Dáil Éireann debate -
Thursday, 6 Jul 1961

Vol. 191 No. 3

Ceisteanna—Questions. Oral Answers. - Patients' Allowances.

4.

asked the Minister for Health if he will consider introducing parallel conditions relative to the payment of weekly allowances to patients in hospitals to equate conditions for those in receipt of disabled persons' maintenance allowances with those in receipt of infectious diseases maintenance allowances.

As the Deputy is presumably aware, the Disabled Persons (Maintenance Allowances) Regulations, 1961, do not provide for the payment of allowances to disabled persons maintained in an Institution. Expenditure on these allowances has increased in recent years and is now approximately £700,000 per annum and in the circumstances I regret that I could not at this stage consider any alteration in the conditions governing their payment which would have the effect of increasing substantially the cost of this scheme.
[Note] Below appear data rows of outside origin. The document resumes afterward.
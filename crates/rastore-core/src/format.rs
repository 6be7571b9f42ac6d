//! Binary format definitions for RaStore
//!
//! Everything is little-endian. Scalars are fixed width, strings and vectors
//! carry an `i64` length prefix, optionals carry an `i8` presence flag.
//! Aggregates (values, types, column metadata) are prefixed with a two-letter
//! object id so a reader can tell what it is looking at.
//!
//! Persisted files are wrapped in a [`SegmentHeader`] (32 bytes) carrying the
//! payload length and a CRC32C of the payload:
//! SegmentHeader (32 bytes) + payload

use bytes::BufMut;

use crate::error::{StoreError, StoreResult};

/// Magic bytes identifying RaStore segment files: "RAST" in ASCII
pub const MAGIC_ARRAY: [u8; 4] = *b"RAST";

/// Segment header size in bytes
pub const SEGMENT_HEADER_SIZE: usize = 32;

/// Size of one row slot in a column's top table: block, offset, length (3 x i64)
pub const TABLE_ENTRY_SIZE: usize = 24;

/// Two-letter ids written before each self-describing aggregate
#[derive(Debug, Clone, Copy, PartialEq, Eq)]
pub enum ObjectId {
    /// Column metadata
    ColumnMeta,
    /// Pair. Reserved wire tag, nothing in this crate writes it.
    Pair,
    /// Lazy query node. Reserved wire tag: thunks are never serialized.
    Query,
    /// Value
    Value,
    /// Vector
    Vector,
    /// Value type
    ValueType,
}

impl ObjectId {
    pub fn as_bytes(self) -> [u8; 2] {
        match self {
            ObjectId::ColumnMeta => *b"CM",
            ObjectId::Pair => *b"PA",
            ObjectId::Query => *b"QU",
            ObjectId::Value => *b"VA",
            ObjectId::Vector => *b"VE",
            ObjectId::ValueType => *b"VT",
        }
    }
}

/// Kind of payload stored in a segment file
#[derive(Debug, Clone, Copy, PartialEq, Eq)]
#[repr(u8)]
pub enum SegmentKind {
    /// Serialized top-level value of a saved graph
    Top = 1,
    /// Column metadata: object header, column type, value tag, column format
    ColumnMeta = 2,
    /// Column row table
    ColumnTable = 3,
    /// Column entry blobs
    ColumnEntries = 4,
}

impl SegmentKind {
    fn from_u8(b: u8) -> Option<Self> {
        match b {
            1 => Some(SegmentKind::Top),
            2 => Some(SegmentKind::ColumnMeta),
            3 => Some(SegmentKind::ColumnTable),
            4 => Some(SegmentKind::ColumnEntries),
            _ => None,
        }
    }
}

/// Fixed-size header at the start of every segment file
/// Size: 32 bytes
///
/// Layout:
///   [0..4]   magic:    [u8;4] - "RAST"
///   [4]      kind:     u8     - SegmentKind
///   [5..8]   reserved: [u8;3]
///   [8..16]  length:   u64 LE - payload length in bytes
///   [16..20] checksum: u32 LE - CRC32C of payload bytes
///   [20..32] padding:  [u8;12]
#[derive(Debug, Clone, Copy)]
pub struct SegmentHeader {
    /// Magic bytes for file identification
    pub magic: [u8; 4],
    /// Payload kind
    pub kind: u8,
    /// Payload length (excluding this header)
    pub length: u64,
    /// CRC32C checksum of the payload bytes
    pub checksum: u32,
}

impl SegmentHeader {
    /// Create a header describing `payload`
    pub fn new(kind: SegmentKind, payload: &[u8]) -> Self {
        Self {
            magic: MAGIC_ARRAY,
            kind: kind as u8,
            length: payload.len() as u64,
            checksum: crc32c::crc32c(payload),
        }
    }

    /// Serialize header to bytes for writing
    pub fn to_bytes(&self) -> [u8; SEGMENT_HEADER_SIZE] {
        let mut buf = [0u8; SEGMENT_HEADER_SIZE];
        buf[0..4].copy_from_slice(&self.magic);
        buf[4] = self.kind;
        buf[8..16].copy_from_slice(&self.length.to_le_bytes());
        buf[16..20].copy_from_slice(&self.checksum.to_le_bytes());
        buf
    }

    /// Parse header from bytes
    pub fn from_bytes(bytes: &[u8; SEGMENT_HEADER_SIZE]) -> Self {
        let mut magic = [0u8; 4];
        magic.copy_from_slice(&bytes[0..4]);
        let mut length = [0u8; 8];
        length.copy_from_slice(&bytes[8..16]);
        Self {
            magic,
            kind: bytes[4],
            length: u64::from_le_bytes(length),
            checksum: u32::from_le_bytes([bytes[16], bytes[17], bytes[18], bytes[19]]),
        }
    }
}

/// Wrap a payload into a complete segment: header + payload
pub fn seal_segment(kind: SegmentKind, payload: &[u8]) -> Vec<u8> {
    let header = SegmentHeader::new(kind, payload);
    let mut buffer = Vec::with_capacity(SEGMENT_HEADER_SIZE + payload.len());
    buffer.extend_from_slice(&header.to_bytes());
    buffer.extend_from_slice(payload);
    buffer
}

/// Validate a segment read from `path` and return the payload range.
///
/// Magic, kind and length are always checked; the CRC32C only when `verify` is set.
pub fn open_segment(
    path: &std::path::Path,
    data: &[u8],
    kind: SegmentKind,
    verify: bool,
) -> StoreResult<std::ops::Range<usize>> {
    if data.len() < SEGMENT_HEADER_SIZE {
        return Err(StoreError::corrupt(
            0,
            format!(
                "Segment {} too short: {} bytes, need at least {}",
                path.display(),
                data.len(),
                SEGMENT_HEADER_SIZE
            ),
        ));
    }

    let mut header_bytes = [0u8; SEGMENT_HEADER_SIZE];
    header_bytes.copy_from_slice(&data[..SEGMENT_HEADER_SIZE]);
    let header = SegmentHeader::from_bytes(&header_bytes);

    if header.magic != MAGIC_ARRAY {
        return Err(StoreError::NoMagicFound {
            path: path.to_path_buf(),
            found: header.magic,
        });
    }

    match SegmentKind::from_u8(header.kind) {
        Some(k) if k == kind => {}
        _ => {
            return Err(StoreError::corrupt(
                4,
                format!("Expected segment kind {:?}, found {}", kind, header.kind),
            ))
        }
    }

    let end = SEGMENT_HEADER_SIZE as u64 + header.length;
    if (data.len() as u64) < end {
        return Err(StoreError::corrupt(
            SEGMENT_HEADER_SIZE,
            format!(
                "Torn segment {}: header claims {} payload bytes, {} available",
                path.display(),
                header.length,
                data.len() - SEGMENT_HEADER_SIZE
            ),
        ));
    }
    let range = SEGMENT_HEADER_SIZE..end as usize;

    if verify {
        let actual = crc32c::crc32c(&data[range.clone()]);
        if actual != header.checksum {
            return Err(StoreError::ChecksumMismatch {
                path: path.to_path_buf(),
                expected: header.checksum,
                actual,
            });
        }
    }

    Ok(range)
}

/// Append-only little-endian encoder
#[derive(Debug, Default)]
pub struct BinWriter {
    buf: Vec<u8>,
}

impl BinWriter {
    pub fn new() -> Self {
        Self { buf: Vec::new() }
    }

    pub fn with_capacity(cap: usize) -> Self {
        Self { buf: Vec::with_capacity(cap) }
    }

    pub fn put_u8(&mut self, x: u8) {
        self.buf.put_u8(x);
    }

    pub fn put_i8(&mut self, x: i8) {
        self.buf.put_i8(x);
    }

    pub fn put_bool(&mut self, x: bool) {
        self.buf.put_u8(x as u8);
    }

    pub fn put_i64(&mut self, x: i64) {
        self.buf.put_i64_le(x);
    }

    pub fn put_u128(&mut self, x: u128) {
        self.buf.put_u128_le(x);
    }

    /// Raw bytes, no length prefix
    pub fn put_raw(&mut self, bytes: &[u8]) {
        self.buf.put_slice(bytes);
    }

    /// Length-prefixed byte string
    pub fn put_string(&mut self, s: &str) {
        self.put_i64(s.len() as i64);
        self.put_raw(s.as_bytes());
    }

    pub fn put_opt_i64(&mut self, x: Option<i64>) {
        match x {
            Some(v) => {
                self.put_i8(1);
                self.put_i64(v);
            }
            None => self.put_i8(0),
        }
    }

    pub fn put_header(&mut self, id: ObjectId) {
        self.put_raw(&id.as_bytes());
    }

    pub fn len(&self) -> usize {
        self.buf.len()
    }

    pub fn is_empty(&self) -> bool {
        self.buf.is_empty()
    }

    pub fn as_slice(&self) -> &[u8] {
        &self.buf
    }

    pub fn into_vec(self) -> Vec<u8> {
        self.buf
    }
}

/// Bounds-checked little-endian decoder over a borrowed buffer
#[derive(Debug, Clone)]
pub struct BinReader<'a> {
    data: &'a [u8],
    pos: usize,
}

impl<'a> BinReader<'a> {
    pub fn new(data: &'a [u8]) -> Self {
        Self { data, pos: 0 }
    }

    pub fn position(&self) -> usize {
        self.pos
    }

    pub fn remaining(&self) -> usize {
        self.data.len() - self.pos
    }

    pub fn is_exhausted(&self) -> bool {
        self.pos >= self.data.len()
    }

    pub fn get_raw(&mut self, n: usize) -> StoreResult<&'a [u8]> {
        if n > self.remaining() {
            return Err(StoreError::corrupt(
                self.pos,
                format!("Need {} bytes, {} remaining", n, self.remaining()),
            ));
        }
        let out = &self.data[self.pos..self.pos + n];
        self.pos += n;
        Ok(out)
    }

    fn get_array<const N: usize>(&mut self) -> StoreResult<[u8; N]> {
        let mut out = [0u8; N];
        out.copy_from_slice(self.get_raw(N)?);
        Ok(out)
    }

    pub fn get_u8(&mut self) -> StoreResult<u8> {
        Ok(self.get_array::<1>()?[0])
    }

    pub fn get_i8(&mut self) -> StoreResult<i8> {
        Ok(self.get_u8()? as i8)
    }

    pub fn get_bool(&mut self) -> StoreResult<bool> {
        let at = self.pos;
        match self.get_u8()? {
            0 => Ok(false),
            1 => Ok(true),
            b => Err(StoreError::corrupt(at, format!("Invalid bool byte {}", b))),
        }
    }

    pub fn get_i64(&mut self) -> StoreResult<i64> {
        Ok(i64::from_le_bytes(self.get_array::<8>()?))
    }

    pub fn get_u128(&mut self) -> StoreResult<u128> {
        Ok(u128::from_le_bytes(self.get_array::<16>()?))
    }

    /// Read an `i64` length prefix and check it against the remaining input
    pub fn get_len(&mut self, elem_size: usize) -> StoreResult<usize> {
        let at = self.pos;
        let n = self.get_i64()?;
        if n < 0 || (n as u128) * (elem_size.max(1) as u128) > self.remaining() as u128 {
            return Err(StoreError::corrupt(at, format!("Invalid length prefix {}", n)));
        }
        Ok(n as usize)
    }

    pub fn get_string(&mut self) -> StoreResult<String> {
        let at = self.pos;
        let n = self.get_len(1)?;
        let raw = self.get_raw(n)?;
        String::from_utf8(raw.to_vec())
            .map_err(|_| StoreError::corrupt(at, "String is not valid UTF-8"))
    }

    pub fn get_opt_i64(&mut self) -> StoreResult<Option<i64>> {
        let at = self.pos;
        match self.get_i8()? {
            0 => Ok(None),
            1 => Ok(Some(self.get_i64()?)),
            f => Err(StoreError::corrupt(at, format!("Invalid option flag {}", f))),
        }
    }

    pub fn expect_header(&mut self, id: ObjectId) -> StoreResult<()> {
        let at = self.pos;
        let found = self.get_array::<2>()?;
        if found != id.as_bytes() {
            return Err(StoreError::corrupt(
                at,
                format!(
                    "Expected object id {:?}, found {:?}",
                    String::from_utf8_lossy(&id.as_bytes()),
                    String::from_utf8_lossy(&found)
                ),
            ));
        }
        Ok(())
    }
}

#[cfg(test)]
mod tests {
    use super::*;
    use std::path::Path;

    #[test]
    fn test_header_roundtrip() {
        let header = SegmentHeader::new(SegmentKind::ColumnTable, b"payload");
        let bytes = header.to_bytes();
        let parsed = SegmentHeader::from_bytes(&bytes);

        assert_eq!(parsed.magic, MAGIC_ARRAY);
        assert_eq!(parsed.kind, SegmentKind::ColumnTable as u8);
        assert_eq!(parsed.length, 7);
        assert_eq!(parsed.checksum, crc32c::crc32c(b"payload"));
    }

    #[test]
    fn test_segment_checksum_detects_corruption() {
        let mut seg = seal_segment(SegmentKind::Top, b"hello segment");
        let range = open_segment(Path::new("top"), &seg, SegmentKind::Top, true).unwrap();
        assert_eq!(&seg[range], b"hello segment");

        let last = seg.len() - 1;
        seg[last] ^= 0xFF;
        let err = open_segment(Path::new("top"), &seg, SegmentKind::Top, true).unwrap_err();
        assert!(matches!(err, StoreError::ChecksumMismatch { .. }));

        // Unverified reads still accept the payload
        assert!(open_segment(Path::new("top"), &seg, SegmentKind::Top, false).is_ok());
    }

    #[test]
    fn test_segment_bad_magic() {
        let mut seg = seal_segment(SegmentKind::Top, b"x");
        seg[0] = b'X';
        let err = open_segment(Path::new("top"), &seg, SegmentKind::Top, true).unwrap_err();
        assert!(matches!(err, StoreError::NoMagicFound { found, .. } if found[0] == b'X'));
    }

    #[test]
    fn test_segment_wrong_kind_and_torn() {
        let seg = seal_segment(SegmentKind::ColumnMeta, b"meta");
        assert!(open_segment(Path::new("m"), &seg, SegmentKind::Top, true).is_err());

        let torn = &seg[..seg.len() - 2];
        let err = open_segment(Path::new("m"), torn, SegmentKind::ColumnMeta, true).unwrap_err();
        assert!(matches!(err, StoreError::CorruptEncoding { .. }));
    }

    #[test]
    fn test_reader_primitives() {
        let mut w = BinWriter::new();
        w.put_header(ObjectId::Value);
        w.put_i64(-42);
        w.put_string("abc");
        w.put_opt_i64(Some(7));
        w.put_opt_i64(None);
        w.put_bool(true);
        w.put_u128(u128::MAX - 1);

        let bytes = w.into_vec();
        let mut r = BinReader::new(&bytes);
        r.expect_header(ObjectId::Value).unwrap();
        assert_eq!(r.get_i64().unwrap(), -42);
        assert_eq!(r.get_string().unwrap(), "abc");
        assert_eq!(r.get_opt_i64().unwrap(), Some(7));
        assert_eq!(r.get_opt_i64().unwrap(), None);
        assert!(r.get_bool().unwrap());
        assert_eq!(r.get_u128().unwrap(), u128::MAX - 1);
        assert!(r.is_exhausted());
    }

    #[test]
    fn test_reader_rejects_truncation_and_bad_prefix() {
        let mut r = BinReader::new(&[1, 2, 3]);
        assert!(matches!(r.get_i64(), Err(StoreError::CorruptEncoding { offset: 0, .. })));

        let mut w = BinWriter::new();
        w.put_i64(1_000_000);
        let bytes = w.into_vec();
        let mut r = BinReader::new(&bytes);
        assert!(r.get_string().is_err());

        let mut r = BinReader::new(b"VT");
        assert!(r.expect_header(ObjectId::Value).is_err());
    }

    #[test]
    fn test_reserved_object_ids_are_distinct() {
        let all = [
            ObjectId::ColumnMeta,
            ObjectId::Pair,
            ObjectId::Query,
            ObjectId::Value,
            ObjectId::Vector,
            ObjectId::ValueType,
        ];
        for (i, a) in all.iter().enumerate() {
            for b in &all[i + 1..] {
                assert_ne!(a.as_bytes(), b.as_bytes());
            }
        }
        // A reserved tag never passes for a value
        for reserved in [ObjectId::Pair, ObjectId::Query] {
            let bytes = reserved.as_bytes();
            assert!(BinReader::new(&bytes).expect_header(ObjectId::Value).is_err());
        }
    }
}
Would the Minister not agree that many of the people in hospital under the Disabled Persons Regulations would be orthopaedic cases and would have to spend an extended period in hospital? Does he not consider that it imposes a great hardship on them when they have no allowance and no funds at their disposal whatever?

I think the Deputy misunderstands the reason why the disabled persons' allowances are being granted. They are granted to relieve the distress which would be caused by reason of a person's ability to maintain himself. When a person is in hospital he is being maintained at the public expense by the local authority.

At the same time, he is in hospital for many months without a solitary penny in his pocket. Does the Minister not think that is imposing a great hardship? Would he not consider a small allowance, even 2/- a week?

Since the public are taking over the whole cost of his maintenance, I suggest his relations might provide him with pocket money.